*** Opening of Exercise inputs ***
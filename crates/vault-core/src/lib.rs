//! # Vault Core
//!
//! Core library for Vault - a personal secret store where every record is
//! encrypted under a key unique to its owner.
//!
//! This crate provides identity, sessions, record encryption and the storage
//! abstractions, independent of any front end.
//!
//! ## Architecture
//!
//! - **crypto**: field cipher, per-user keys, password hashing
//! - **session**: stateless signed session tokens
//! - **identity**: registration and authentication
//! - **records**: text, binary and card records behind one generic service
//! - **storage**: storage traits plus SQLite and in-memory backends
//! - **vault**: facade tying the above together
//!
//! ## Flow
//!
//! Registration generates a key, a session token carries it, and every record
//! call uses the verified token's user id for ownership and its key for
//! encryption.

pub mod crypto;
pub mod error;
pub mod identity;
pub mod records;
pub mod session;
pub mod storage;
pub mod vault;

pub use crypto::{CredentialHasher, EncryptionKey};
pub use error::{ErrorKind, Result, VaultError};
pub use identity::{IdentityRegistry, MetricsSnapshot, Registration, RegistryMetrics};
pub use records::{
    parse_record_id, Binary, BinaryPayload, BinaryReceipt, BinaryView, Card, CardPayload,
    CardReceipt, CardView, RecordKind, RecordService, Text, TextPayload, TextReceipt, TextView,
};
pub use session::{SessionClaims, SessionTokenCodec};
pub use storage::{MemoryStorage, SqliteStorage, StorageEngine};
pub use vault::{Session, Vault};

/// Core version information
pub const VERSION: &str = env!("CARGO_PKG_VERSION");

#[cfg(test)]
mod tests {
    use super::*;

    #[test]
    fn test_version() {
        assert!(!VERSION.is_empty());
    }
}
use std::path::{Path, PathBuf};

use serde::{Deserialize, Serialize};
use vault_core::crypto::password::{DEFAULT_ITERATIONS, DEFAULT_MEMORY_KIB, DEFAULT_PARALLELISM};
use vault_core::session::DEFAULT_TOKEN_TTL_HOURS;

#[derive(Debug, Serialize, Deserialize)]
pub struct VaultConfig {
    pub storage: StorageSection,
    pub session: SessionSection,
    #[serde(default)]
    pub security: SecuritySection,
}

#[derive(Debug, Serialize, Deserialize)]
pub struct StorageSection {
    pub path: String,
}

#[derive(Debug, Serialize, Deserialize)]
pub struct SessionSection {
    pub secret_path: String,
    #[serde(default = "default_ttl_hours")]
    pub ttl_hours: i64,
}

#[derive(Debug, Serialize, Deserialize)]
pub struct SecuritySection {
    pub argon2_memory_kib: u32,
    pub argon2_iterations: u32,
    pub argon2_parallelism: u32,
}

impl Default for SecuritySection {
    fn default() -> Self {
        Self {
            argon2_memory_kib: DEFAULT_MEMORY_KIB,
            argon2_iterations: DEFAULT_ITERATIONS,
            argon2_parallelism: DEFAULT_PARALLELISM,
        }
    }
}

fn default_ttl_hours() -> i64 {
    DEFAULT_TOKEN_TTL_HOURS
}

impl VaultConfig {
    pub fn new(database_path: &Path, secret_path: &Path, ttl_hours: i64) -> Self {
        Self {
            storage: StorageSection {
                path: database_path.to_string_lossy().to_string(),
            },
            session: SessionSection {
                secret_path: secret_path.to_string_lossy().to_string(),
                ttl_hours,
            },
            security: SecuritySection::default(),
        }
    }
}

pub fn default_config_path() -> anyhow::Result<PathBuf> {
    Ok(xdg_config_dir()?.join("config.toml"))
}

pub fn default_database_path() -> anyhow::Result<PathBuf> {
    Ok(xdg_data_dir()?.join("vault.db"))
}

pub fn default_secret_path() -> anyhow::Result<PathBuf> {
    Ok(xdg_config_dir()?.join("session.secret"))
}

pub fn read_config(path: &Path) -> anyhow::Result<VaultConfig> {
    let contents = std::fs::read_to_string(path)
        .map_err(|e| anyhow::anyhow!("Failed to read config {}: {}", path.display(), e))?;
    toml::from_str(&contents)
        .map_err(|e| anyhow::anyhow!("Failed to parse config {}: {}", path.display(), e))
}

pub fn write_config(path: &Path, config: &VaultConfig) -> anyhow::Result<()> {
    if let Some(parent) = path.parent() {
        std::fs::create_dir_all(parent).map_err(|e| {
            anyhow::anyhow!(
                "Failed to create config directory {}: {}",
                parent.display(),
                e
            )
        })?;
    }
    let contents =
        toml::to_string_pretty(config).map_err(|e| anyhow::anyhow!("TOML error: {}", e))?;
    std::fs::write(path, contents)
        .map_err(|e| anyhow::anyhow!("Failed to write config {}: {}", path.display(), e))?;
    Ok(())
}

pub fn xdg_config_dir() -> anyhow::Result<PathBuf> {
    if let Ok(value) = std::env::var("XDG_CONFIG_HOME") {
        if !value.trim().is_empty() {
            return Ok(PathBuf::from(value).join("vault"));
        }
    }
    Ok(home_dir()?.join(".config").join("vault"))
}

pub fn xdg_data_dir() -> anyhow::Result<PathBuf> {
    if let Ok(value) = std::env::var("XDG_DATA_HOME") {
        if !value.trim().is_empty() {
            return Ok(PathBuf::from(value).join("vault"));
        }
    }
    Ok(home_dir()?.join(".local").join("share").join("vault"))
}

fn home_dir() -> anyhow::Result<PathBuf> {
    let home = std::env::var("HOME")
        .map_err(|_| anyhow::anyhow!("HOME is not set; cannot resolve default paths"))?;
    Ok(PathBuf::from(home))
}
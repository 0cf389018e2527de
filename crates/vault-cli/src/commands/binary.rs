use std::fs::OpenOptions;
use std::io::Write;
use std::path::Path;

use vault_core::{parse_record_id, BinaryPayload};

use crate::app::AppContext;
use crate::cli::BinaryCommand;
use crate::errors::CliError;
use crate::output::{format_size, print_fields, print_json};

pub fn handle_binary(ctx: &AppContext, command: &BinaryCommand) -> anyhow::Result<()> {
    match command {
        BinaryCommand::Add { file, name, json } => handle_add(ctx, file, name.as_deref(), *json),
        BinaryCommand::Get { id, out, json } => handle_get(ctx, id, out, *json),
        BinaryCommand::Delete { id } => handle_delete(ctx, id),
    }
}

fn handle_add(ctx: &AppContext, file: &Path, name: Option<&str>, json: bool) -> anyhow::Result<()> {
    let filename = match name {
        Some(value) => value.to_string(),
        None => file
            .file_name()
            .map(|n| n.to_string_lossy().to_string())
            .ok_or_else(|| CliError::invalid_input(format!("No filename in {}", file.display())))?,
    };
    let data = std::fs::read(file).map_err(|e| {
        CliError::invalid_input(format!("Failed to read {}: {}", file.display(), e))
    })?;
    let size = data.len();

    let claims = ctx.claims()?;
    let receipt = ctx
        .vault()?
        .binaries()
        .create(&claims, BinaryPayload::new(filename, data))?;

    if json {
        return print_json(&receipt);
    }
    if ctx.quiet() {
        println!("{}", receipt.id);
    } else {
        println!(
            "Stored {} ({}) as {}",
            receipt.filename,
            format_size(size),
            receipt.id
        );
    }
    Ok(())
}

fn handle_get(ctx: &AppContext, id: &str, out: &Path, json: bool) -> anyhow::Result<()> {
    let id = parse_record_id(id)?;
    let claims = ctx.claims()?;
    let view = ctx.vault()?.binaries().read(&claims, &id)?;

    let target = out.join(&view.filename);
    // create_new refuses to replace an existing file.
    let mut file = OpenOptions::new()
        .write(true)
        .create_new(true)
        .open(&target)
        .map_err(|e| match e.kind() {
            std::io::ErrorKind::AlreadyExists => anyhow::Error::from(CliError::invalid_input(
                format!("Refusing to overwrite {}", target.display()),
            )),
            _ => anyhow::anyhow!("Failed to create {}: {}", target.display(), e),
        })?;
    file.write_all(&view.data)
        .map_err(|e| anyhow::anyhow!("Failed to write {}: {}", target.display(), e))?;

    if json {
        return print_json(&serde_json::json!({
            "id": view.id,
            "filename": view.filename,
            "path": target,
            "size": view.data.len(),
        }));
    }
    if !ctx.quiet() {
        print_fields(&[
            ("ID", view.id.to_string()),
            ("Filename", view.filename.clone()),
            ("Size", format_size(view.data.len())),
            ("Written to", target.display().to_string()),
        ]);
    }
    Ok(())
}

fn handle_delete(ctx: &AppContext, id: &str) -> anyhow::Result<()> {
    let id = parse_record_id(id)?;
    let claims = ctx.claims()?;
    ctx.vault()?.binaries().delete(&claims, &id)?;
    if !ctx.quiet() {
        println!("Deleted binary record {}", id);
    }
    Ok(())
}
*** Close of Exercise inputs ***
→ **What is expected**: In the listing above, locate the line with "pub fn xdg_data_dir()" and the line with "let receipt = ctx", then extract exactly those lines and every line between them, and nothing more.

→ **Task answer**:
pub fn xdg_data_dir() -> anyhow::Result<PathBuf> {
    if let Ok(value) = std::env::var("XDG_DATA_HOME") {
        if !value.trim().is_empty() {
            return Ok(PathBuf::from(value).join("vault"));
        }
    }
    Ok(home_dir()?.join(".local").join("share").join("vault"))
}

fn home_dir() -> anyhow::Result<PathBuf> {
    let home = std::env::var("HOME")
        .map_err(|_| anyhow::anyhow!("HOME is not set; cannot resolve default paths"))?;
    Ok(PathBuf::from(home))
}
repository 0cf389018e2527de
filename crates/vault-cli/src/commands/binary.rs
use std::fs::OpenOptions;
use std::io::Write;
use std::path::Path;

use vault_core::{parse_record_id, BinaryPayload};

use crate::app::AppContext;
use crate::cli::BinaryCommand;
use crate::errors::CliError;
use crate::output::{format_size, print_fields, print_json};

pub fn handle_binary(ctx: &AppContext, command: &BinaryCommand) -> anyhow::Result<()> {
    match command {
        BinaryCommand::Add { file, name, json } => handle_add(ctx, file, name.as_deref(), *json),
        BinaryCommand::Get { id, out, json } => handle_get(ctx, id, out, *json),
        BinaryCommand::Delete { id } => handle_delete(ctx, id),
    }
}

fn handle_add(ctx: &AppContext, file: &Path, name: Option<&str>, json: bool) -> anyhow::Result<()> {
    let filename = match name {
        Some(value) => value.to_string(),
        None => file
            .file_name()
            .map(|n| n.to_string_lossy().to_string())
            .ok_or_else(|| CliError::invalid_input(format!("No filename in {}", file.display())))?,
    };
    let data = std::fs::read(file).map_err(|e| {
        CliError::invalid_input(format!("Failed to read {}: {}", file.display(), e))
    })?;
    let size = data.len();

    let claims = ctx.claims()?;
    let receipt = ctx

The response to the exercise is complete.